From the prompts list if you are still doing it. #10 Please - Always finding excuses to stay with each other with Geraskier. If not no worries. Thank you and have a great day.
Thank you for the prompt! Sorry it took me so long to get to it
Geralt didn't get it. A decade ago, perhaps it would have made sense, but after Blaviken? It didn't make any sense why a human would insist on staying with him.
The first day, Geralt merely watched the bard with narrowed eyes, waiting for him to slip up and reveal the real reason why he kept following him. Waiting for the knife to be pulled on him.
But of course, the bard didn't carry a knife and even if he did, he was more likely to hurt himself than to do any harm to Geralt.
So Geralt kept waiting.
Tomorrow, the bard would be gone. Surely.
-
"I'm afraid Roach has nominated me as her new best friend and it would surely break her heart if I left," Jaskier said as he bribed the mare into showing some tolerance for him by sneaking her an apple. "You can't seriously expect me to hurt a lady's heart like that.
But just the day before, Geralt had returned to camp only to find Jaskier scolding Roach for chewing on his clothes and telling her that she was the most uncivilized horse on all the continent. There was no love lost between the two of them. So clearly, Jaskier was lying about the reason why he had to stay.
Geralt just didn't know why.
-
He still was there by the time the new week rolled around. Geralt could be a patient man. He had to be, for when he had to wait for hours until a monster showed up.
But this was grating on his nerves. It would have been easy to say that Jaskier was the thing aggravating him, but really it was the not-knowing, the not-understanding.
So Geralt waited. He could be a patient man.
-
"There's truly nothing as convenient as having a traveling companion who can hunt for food," Jaskier would declare, or "You really are the best at finding spots in the wood where the ground is slightly less hard. I'll have to stay a while longer, just so I get some good sleep."
It was bullshit and they both knew it. After Jaskier's damn song had taken off, he had more than enough coin to rent a room at an inn - hell, there were even some taverns where he was offered room and board for free as long as he performed. There was no reason for him to put up with the hard ground of the forest or the unseasoned meat Geralt cooked.
Clearly, Jaskier was making up reasons to stay.
Geralt just had no idea what the real reason might be.
–
"No, I don't mind wandering the woods with you," Jaskier lied, "In fact, it might be for the best if I avoided towns for a while. There might be some nobles whom I've not-so-accidentally insulted. No, best I stay away."
Geralt rolled his eyes in fond exasperation. It wasn't a lie exactly. By now he knew Jaskier well enough that he could tell that there definitely was a number of people who wanted the bard gone. Geralt's first instinct was to think that he understood that inclination only too well. But that hadn't been true for quite a while.
It didn't matter. What mattered was that Geralt knew for a fact that Jaskier didn't care about who he had pissed off or in how much trouble he was. His own safety could not be the real reason why he stayed with Geralt. After all, what could be more dangerous than being with a witcher?
For a moment, Geralt contemplated saying these thoughts out loud, but the words wouldn't leave his lips. Jaskier might take them too heart and what would Geralt do, if Jaskier decided that there really was no sensible reason for him to stay?
So Geralt banished all reason from his mind.
"Come on then," he said as he lead Roach off the road. "Better stay close so I can make sure you cause no more trouble."
–
After the sixth month came and went, Geralt decided that he had been a patient man for long enough. He was itching with unease.
At first, he told himself the feeling came from wanting the bard gone, but the more time he spent with him, the more he realized that it was quite the opposite.

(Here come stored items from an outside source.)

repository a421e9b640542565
pub mod adapters;
pub mod config;
pub mod error;
pub mod web;
//! services/api/src/web/error.rs
//!
//! Request-level errors and their JSON rendering.

use crate::web::envelope::ErrorEnvelope;
use axum::{
    extract::rejection::JsonRejection,
    http::StatusCode,
    response::{IntoResponse, Response},
    Json,
};
use catalog_core::ports::PortError;
use tracing::error;

/// An error returned by a handler, rendered as `{ "success": false, "error": ... }`.
#[derive(Debug)]
pub struct HttpError {
    pub status: StatusCode,
    pub message: String,
}

impl HttpError {
    pub fn new(status: StatusCode, message: impl Into<String>) -> Self {
        Self {
            status,
            message: message.into(),
        }
    }

    pub fn bad_request(message: impl Into<String>) -> Self {
        Self::new(StatusCode::BAD_REQUEST, message)
    }

    pub fn unauthorized(message: impl Into<String>) -> Self {
        Self::new(StatusCode::UNAUTHORIZED, message)
    }

    pub fn not_found(message: impl Into<String>) -> Self {
        Self::new(StatusCode::NOT_FOUND, message)
    }

    pub fn internal() -> Self {
        Self::new(StatusCode::INTERNAL_SERVER_ERROR, "Internal server error")
    }
}

impl From<PortError> for HttpError {
    fn from(e: PortError) -> Self {
        match e {
            PortError::NotFound(message) => Self::not_found(message),
            PortError::Validation(message) => Self::bad_request(message),
            PortError::Conflict(message) => Self::new(StatusCode::CONFLICT, message),
            e @ PortError::UnknownOrigin(_) => Self::bad_request(e.to_string()),
            PortError::Unexpected(message) => {
                error!("Backend fault: {}", message);
                Self::internal()
            }
        }
    }
}

impl From<JsonRejection> for HttpError {
    fn from(rejection: JsonRejection) -> Self {
        Self::bad_request(format!("Invalid JSON body: {}", rejection.body_text()))
    }
}

impl IntoResponse for HttpError {
    fn into_response(self) -> Response {
        let body = ErrorEnvelope {
            success: false,
            error: self.message,
        };
        (self.status, Json(body)).into_response()
    }
}

#[cfg(test)]
mod tests {
    use super::*;

    #[test]
    fn port_errors_map_to_status_codes() {
        let cases = [
            (PortError::NotFound("x".into()), StatusCode::NOT_FOUND),
            (PortError::Validation("x".into()), StatusCode::BAD_REQUEST),
            (PortError::Conflict("x".into()), StatusCode::CONFLICT),
            (PortError::UnknownOrigin("Harvard".into()), StatusCode::BAD_REQUEST),
            (PortError::Unexpected("db down".into()), StatusCode::INTERNAL_SERVER_ERROR),
        ];
        for (port_error, status) in cases {
            assert_eq!(HttpError::from(port_error).status, status);
        }
    }

    #[test]
    fn backend_details_are_not_leaked() {
        let error = HttpError::from(PortError::Unexpected("password=hunter2".into()));
        assert!(!error.message.contains("hunter2"));
        assert_eq!(error.into_response().status(), StatusCode::INTERNAL_SERVER_ERROR);
    }
}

For as much as the bard was annoying and inconvenient and overall a nuisance, Geralt found himself dreading the day Jaskier would leave.
Because Geralt didn't understand why he was staying. So he didn't know what he could do to make sure Jaskier continued to stay.

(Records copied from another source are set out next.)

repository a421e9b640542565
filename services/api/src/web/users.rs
//! services/api/src/web/users.rs
//!
//! Account management endpoints under `/usuarios`.

use crate::web::{
    auth::hash_password,
    envelope::{ErrorEnvelope, MessageEnvelope, UserEnvelope, UserListEnvelope},
    error::HttpError,
    state::AppState,
};
use axum::{
    extract::{rejection::JsonRejection, Path, State},
    http::StatusCode,
    response::IntoResponse,
    Json,
};
use catalog_core::commands;
use catalog_core::domain::{NewUser, UserPatch};
use catalog_core::projection::UserView;
use std::sync::Arc;
use tracing::info;

fn user_not_found(id: &str) -> HttpError {
    HttpError::not_found(format!("User '{}' not found", id))
}

/// GET /usuarios - List every account
#[utoipa::path(
    get,
    path = "/usuarios",
    responses(
        (status = 200, description = "All users", body = UserListEnvelope),
        (status = 500, description = "Internal server error", body = ErrorEnvelope)
    ),
    tag = "users"
)]
pub async fn list_users_handler(
    State(state): State<Arc<AppState>>,
) -> Result<Json<UserListEnvelope>, HttpError> {
    let users = state.users.list_all().await?;
    Ok(Json(UserListEnvelope {
        success: true,
        data: users.into_iter().map(UserView::from).collect(),
    }))
}

/// GET /usuarios/{id} - Fetch one account
#[utoipa::path(
    get,
    path = "/usuarios/{id}",
    params(("id" = String, Path, description = "User id")),
    responses(
        (status = 200, description = "The user", body = UserEnvelope),
        (status = 404, description = "No user with that id", body = ErrorEnvelope)
    ),
    tag = "users"
)]
pub async fn get_user_handler(
    State(state): State<Arc<AppState>>,
    Path(id): Path<String>,
) -> Result<Json<UserEnvelope>, HttpError> {
    let user = state
        .users
        .get_by_id(&id)
        .await?
        .ok_or_else(|| user_not_found(&id))?;
    Ok(Json(UserEnvelope {
        success: true,
        data: user.into(),
    }))
}

/// POST /usuarios/guardar - Register a new account
#[utoipa::path(
    post,
    path = "/usuarios/guardar",
    request_body = NewUser,
    responses(
        (status = 201, description = "User created", body = UserEnvelope),
        (status = 400, description = "Missing or malformed fields", body = ErrorEnvelope),
        (status = 409, description = "Email already registered", body = ErrorEnvelope)
    ),
    tag = "users"
)]
pub async fn create_user_handler(
    State(state): State<Arc<AppState>>,
    payload: Result<Json<NewUser>, JsonRejection>,
) -> Result<impl IntoResponse, HttpError> {
    let Json(new_user) = payload?;
    let user = commands::create_user(state.users.as_ref(), new_user, hash_password).await?;
    info!(user_id = %user.id, role = %user.role, "User created");

    let body = UserEnvelope {
        success: true,
        data: user.into(),
    };
    Ok((StatusCode::CREATED, Json(body)))
}

/// PUT /usuarios/editar/{id} - Update name, email or role
#[utoipa::path(
    put,
    path = "/usuarios/editar/{id}",
    params(("id" = String, Path, description = "User id")),
    request_body = UserPatch,
    responses(
        (status = 200, description = "Updated user", body = UserEnvelope),
        (status = 400, description = "Empty or malformed update", body = ErrorEnvelope),
        (status = 404, description = "No user with that id", body = ErrorEnvelope),
        (status = 409, description = "Email already registered", body = ErrorEnvelope)
    ),
    tag = "users"
)]
pub async fn update_user_handler(
    State(state): State<Arc<AppState>>,
    Path(id): Path<String>,
    payload: Result<Json<UserPatch>, JsonRejection>,
) -> Result<Json<UserEnvelope>, HttpError> {
    let Json(patch) = payload?;
    if !commands::update_user(state.users.as_ref(), &id, patch).await? {
        return Err(user_not_found(&id));
    }
    info!(user_id = %id, "User updated");

    let user = state
        .users
        .get_by_id(&id)
        .await?
        .ok_or_else(|| user_not_found(&id))?;
    Ok(Json(UserEnvelope {
        success: true,
        data: user.into(),
    }))
}

/// DELETE /usuarios/{id} - Remove an account
#[utoipa::path(
    delete,
    path = "/usuarios/{id}",
    params(("id" = String, Path, description = "User id")),
    responses(
        (status = 200, description = "User deleted", body = MessageEnvelope),
        (status = 404, description = "No user with that id", body = ErrorEnvelope)
    ),
    tag = "users"
)]
pub async fn delete_user_handler(
    State(state): State<Arc<AppState>>,
    Path(id): Path<String>,
) -> Result<Json<MessageEnvelope>, HttpError> {
    if !state.users.delete(&id).await? {
        return Err(user_not_found(&id));
    }
    info!(user_id = %id, "User deleted");
    Ok(Json(MessageEnvelope::ok("User deleted")))
}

So there was only one thing he could do: Until he figured out how to keep Jaskier from leaving, Geralt simply had to take a page out of the bard's book and make up excuses for why they shouldn't go their separate ways just yet.
He was determined that one day, he would find out the truth. And maybe, once he stopped focusing so much on why Jaskier wanted to stay with him, he could finally ask himself why he wanted so desperately to stay with Jaskier as well.